How to Recognise and Deal with Gagging in Babies/Toddlers

How to Recognise and Deal with Gagging in Babies/Toddlers

14 June 2021
Posted by: Chelsea

“Gagging” is a universally shared human experience.

It’s a hard-wired automatic reflex mechanism our brains and bodies have to try and protect us from consuming something that might be unsuitable or which risks becoming jammed in our airways.

In very young children, it’s important to avoid mistaking much more serious choking symptoms for the typically harmless gagging reflex.

A special message from Read2Grow – reading a brief overview of this type is no substitute for first-aid training focusing on younger children’s risks (e.g. Baby CPR), delivered by a professional. We always recommend that parents have such basic training – it may save a child’s life.

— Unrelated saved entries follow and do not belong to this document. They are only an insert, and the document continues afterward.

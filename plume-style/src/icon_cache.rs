//! Cache of tinted icons.
//!
//! Tinting a monochrome icon is done once per icon and color. Entries depend
//! on theme colors, so the whole cache is dropped when the theme changes.

use std::collections::HashMap;

use plume_theme::color::rgba8;
use vello::peniko::Color;

/// Identity of an icon known to the host.
#[derive(Debug, Clone, PartialEq, Eq, Hash)]
pub struct IconId(String);

impl IconId {
    /// Name the icon.
    pub fn new(name: impl Into<String>) -> Self {
        Self(name.into())
    }

    /// The icon's name.
    pub fn name(&self) -> &str {
        &self.0
    }
}

/// An icon together with the tint to draw it in.
#[derive(Debug, Clone, PartialEq)]
pub struct TintedIcon {
    /// The source icon.
    pub id: IconId,
    /// Tint, or [None] to draw the icon in its own colors.
    pub tint: Option<Color>,
}

/// Tinted icons, keyed by icon and 8-bit tint.
#[derive(Debug, Default)]
pub struct IconCache {
    entries: HashMap<(IconId, [u8; 4]), TintedIcon>,
}

impl IconCache {
    /// Create an empty cache.
    pub fn new() -> Self {
        Self::default()
    }

    /// The icon tinted with `tint`, creating the entry on first use.
    pub fn tinted(&mut self, id: &IconId, tint: Color) -> TintedIcon {
        self.entries
            .entry((id.clone(), rgba8(tint)))
            .or_insert_with(|| {
                log::trace!("Tinting icon '{}'", id.name());
                TintedIcon {
                    id: id.clone(),
                    tint: Some(tint),
                }
            })
            .clone()
    }

    /// Drop every entry.
    pub fn clear(&mut self) {
        if !self.entries.is_empty() {
            log::debug!("Clearing {} tinted icon(s)", self.entries.len());
        }
        self.entries.clear();
    }

    /// Number of cached entries.
    pub fn len(&self) -> usize {
        self.entries.len()
    }

    /// Whether the cache is empty.
    pub fn is_empty(&self) -> bool {
        self.entries.is_empty()
    }
}

#[cfg(test)]
mod tests {
    use super::*;

    #[test]
    fn one_entry_per_icon_and_color() {
        let mut cache = IconCache::new();
        let close = IconId::new("window-close");
        let red = Color::from_rgb8(255, 0, 0);

        let first = cache.tinted(&close, red);
        let second = cache.tinted(&close, red);
        assert_eq!(first, second);
        assert_eq!(cache.len(), 1);

        cache.tinted(&close, Color::BLACK);
        cache.tinted(&IconId::new("go-next"), red);
        assert_eq!(cache.len(), 3);

        cache.clear();
        assert!(cache.is_empty());
    }
}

Gagging – what triggers it

In babies and toddler-age children, gagging usually indicates one of two things:

  • they have tasted and perhaps started to swallow, something they suddenly decide they don’t like due to its taste or texture;
  • they have something in their mouths or upper throat that their body decides it can’t handle. That is usually because it is too big or too harsh to swallow. It is commonly associated with switching from liquid to solid food, where the baby is learning what-is-what and how to eat or not eat things!

In the vast majority of cases, gagging is normal and harmless.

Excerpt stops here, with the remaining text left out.